## [Task prompt]
Each line from the beginning of the entries below through the line that includes "is complemented and" must be returned exactly as given.

## [The data]
────────────────────

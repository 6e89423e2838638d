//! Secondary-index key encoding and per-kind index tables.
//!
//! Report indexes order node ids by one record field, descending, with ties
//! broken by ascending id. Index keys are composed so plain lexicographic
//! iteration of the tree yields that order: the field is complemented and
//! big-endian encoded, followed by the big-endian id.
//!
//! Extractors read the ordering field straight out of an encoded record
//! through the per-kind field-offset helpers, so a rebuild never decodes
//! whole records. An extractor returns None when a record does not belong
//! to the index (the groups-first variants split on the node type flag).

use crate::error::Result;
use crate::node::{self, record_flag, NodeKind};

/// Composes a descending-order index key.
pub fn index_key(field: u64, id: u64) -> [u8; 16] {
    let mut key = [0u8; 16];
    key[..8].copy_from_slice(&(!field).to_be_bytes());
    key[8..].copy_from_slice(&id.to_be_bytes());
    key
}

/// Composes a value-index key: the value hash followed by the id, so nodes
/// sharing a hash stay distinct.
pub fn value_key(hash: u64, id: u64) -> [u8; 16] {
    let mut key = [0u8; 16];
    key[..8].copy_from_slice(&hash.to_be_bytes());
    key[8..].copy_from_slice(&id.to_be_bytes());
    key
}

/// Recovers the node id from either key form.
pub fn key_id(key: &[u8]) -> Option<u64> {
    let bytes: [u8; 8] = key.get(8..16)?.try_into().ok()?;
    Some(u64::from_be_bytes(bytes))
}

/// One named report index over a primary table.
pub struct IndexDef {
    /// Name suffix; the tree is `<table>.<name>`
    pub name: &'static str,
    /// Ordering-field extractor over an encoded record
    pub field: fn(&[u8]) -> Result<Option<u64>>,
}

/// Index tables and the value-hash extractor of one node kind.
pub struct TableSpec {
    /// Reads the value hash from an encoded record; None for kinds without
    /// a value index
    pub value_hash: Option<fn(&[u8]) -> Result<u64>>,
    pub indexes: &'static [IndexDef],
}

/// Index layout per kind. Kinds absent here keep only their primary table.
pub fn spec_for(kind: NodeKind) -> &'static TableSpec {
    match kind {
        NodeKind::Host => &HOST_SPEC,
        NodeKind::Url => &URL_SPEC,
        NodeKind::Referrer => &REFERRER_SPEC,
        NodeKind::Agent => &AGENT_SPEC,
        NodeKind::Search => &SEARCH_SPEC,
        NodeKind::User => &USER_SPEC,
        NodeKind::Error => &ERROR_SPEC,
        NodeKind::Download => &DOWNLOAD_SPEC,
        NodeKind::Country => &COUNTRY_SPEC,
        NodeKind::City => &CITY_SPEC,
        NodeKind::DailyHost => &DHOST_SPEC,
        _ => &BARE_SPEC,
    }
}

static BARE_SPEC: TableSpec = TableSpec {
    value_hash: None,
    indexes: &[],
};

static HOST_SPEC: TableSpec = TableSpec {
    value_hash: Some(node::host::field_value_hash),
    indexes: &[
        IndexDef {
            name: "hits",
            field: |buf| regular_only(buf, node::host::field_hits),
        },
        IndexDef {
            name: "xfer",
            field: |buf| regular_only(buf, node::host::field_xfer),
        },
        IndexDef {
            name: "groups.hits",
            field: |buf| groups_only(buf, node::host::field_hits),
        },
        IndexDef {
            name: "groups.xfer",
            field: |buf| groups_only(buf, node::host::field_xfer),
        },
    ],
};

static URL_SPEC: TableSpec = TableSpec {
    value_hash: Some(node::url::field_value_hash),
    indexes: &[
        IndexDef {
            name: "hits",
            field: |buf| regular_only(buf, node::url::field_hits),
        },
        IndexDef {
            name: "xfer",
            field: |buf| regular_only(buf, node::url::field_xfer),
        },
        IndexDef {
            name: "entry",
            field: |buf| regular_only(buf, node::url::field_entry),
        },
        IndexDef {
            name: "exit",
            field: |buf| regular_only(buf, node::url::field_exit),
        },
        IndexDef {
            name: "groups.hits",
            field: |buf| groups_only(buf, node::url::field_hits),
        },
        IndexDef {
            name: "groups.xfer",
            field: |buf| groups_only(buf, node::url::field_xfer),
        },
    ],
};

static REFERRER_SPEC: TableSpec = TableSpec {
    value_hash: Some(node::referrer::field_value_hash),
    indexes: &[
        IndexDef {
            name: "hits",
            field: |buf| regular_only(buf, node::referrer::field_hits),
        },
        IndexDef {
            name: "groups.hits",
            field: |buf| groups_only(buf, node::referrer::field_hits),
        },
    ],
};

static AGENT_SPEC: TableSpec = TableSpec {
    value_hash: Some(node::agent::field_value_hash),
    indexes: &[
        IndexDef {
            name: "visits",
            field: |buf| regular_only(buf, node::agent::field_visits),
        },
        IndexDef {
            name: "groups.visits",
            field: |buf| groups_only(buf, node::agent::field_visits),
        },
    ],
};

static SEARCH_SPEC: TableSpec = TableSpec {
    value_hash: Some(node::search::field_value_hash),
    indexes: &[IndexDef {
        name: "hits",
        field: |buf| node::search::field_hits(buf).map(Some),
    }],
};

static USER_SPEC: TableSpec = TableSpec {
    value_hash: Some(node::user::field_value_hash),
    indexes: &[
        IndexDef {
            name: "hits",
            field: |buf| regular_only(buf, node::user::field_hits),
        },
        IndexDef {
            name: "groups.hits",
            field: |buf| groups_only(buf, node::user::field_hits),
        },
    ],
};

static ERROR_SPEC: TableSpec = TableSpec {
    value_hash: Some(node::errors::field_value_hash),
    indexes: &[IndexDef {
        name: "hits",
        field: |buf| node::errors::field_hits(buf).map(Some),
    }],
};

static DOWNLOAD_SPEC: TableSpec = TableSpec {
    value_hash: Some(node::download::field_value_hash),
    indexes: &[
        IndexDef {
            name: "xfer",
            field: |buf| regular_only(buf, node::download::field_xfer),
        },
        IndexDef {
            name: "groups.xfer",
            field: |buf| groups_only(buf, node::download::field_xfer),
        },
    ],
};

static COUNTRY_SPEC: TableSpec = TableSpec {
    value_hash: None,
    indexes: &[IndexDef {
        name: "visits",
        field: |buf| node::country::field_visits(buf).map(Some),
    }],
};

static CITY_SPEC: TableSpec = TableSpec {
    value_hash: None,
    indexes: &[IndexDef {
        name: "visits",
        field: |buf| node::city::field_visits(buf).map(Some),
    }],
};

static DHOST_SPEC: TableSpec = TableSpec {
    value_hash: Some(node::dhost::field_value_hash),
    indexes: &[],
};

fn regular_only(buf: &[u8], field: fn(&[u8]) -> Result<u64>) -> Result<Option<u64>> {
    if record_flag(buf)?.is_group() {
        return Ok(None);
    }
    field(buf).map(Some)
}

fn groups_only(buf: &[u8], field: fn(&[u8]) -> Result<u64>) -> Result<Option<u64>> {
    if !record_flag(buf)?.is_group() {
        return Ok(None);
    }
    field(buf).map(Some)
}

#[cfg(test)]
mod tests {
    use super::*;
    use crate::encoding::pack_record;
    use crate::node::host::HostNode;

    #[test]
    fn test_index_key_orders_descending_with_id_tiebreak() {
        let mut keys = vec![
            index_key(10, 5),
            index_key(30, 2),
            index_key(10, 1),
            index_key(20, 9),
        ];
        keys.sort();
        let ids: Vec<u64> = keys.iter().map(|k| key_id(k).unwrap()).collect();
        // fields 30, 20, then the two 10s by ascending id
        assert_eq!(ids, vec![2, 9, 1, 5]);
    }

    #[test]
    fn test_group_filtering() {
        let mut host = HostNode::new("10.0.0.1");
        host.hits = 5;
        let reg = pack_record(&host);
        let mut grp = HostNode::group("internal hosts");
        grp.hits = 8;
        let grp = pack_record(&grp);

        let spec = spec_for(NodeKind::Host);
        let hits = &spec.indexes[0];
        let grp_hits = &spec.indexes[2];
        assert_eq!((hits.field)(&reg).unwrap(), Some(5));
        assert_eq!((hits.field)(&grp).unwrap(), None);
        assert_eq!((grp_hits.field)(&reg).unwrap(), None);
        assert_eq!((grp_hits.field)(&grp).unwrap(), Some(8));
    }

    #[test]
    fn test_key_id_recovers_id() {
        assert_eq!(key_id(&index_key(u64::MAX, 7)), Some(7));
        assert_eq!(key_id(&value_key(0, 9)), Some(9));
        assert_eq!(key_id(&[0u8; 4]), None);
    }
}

────────────────────

## [Task result]
repository 6e89423e2838638d
//! Secondary-index key encoding and per-kind index tables.
//!
//! Report indexes order node ids by one record field, descending, with ties
//! broken by ascending id. Index keys are composed so plain lexicographic
//! iteration of the tree yields that order: the field is complemented and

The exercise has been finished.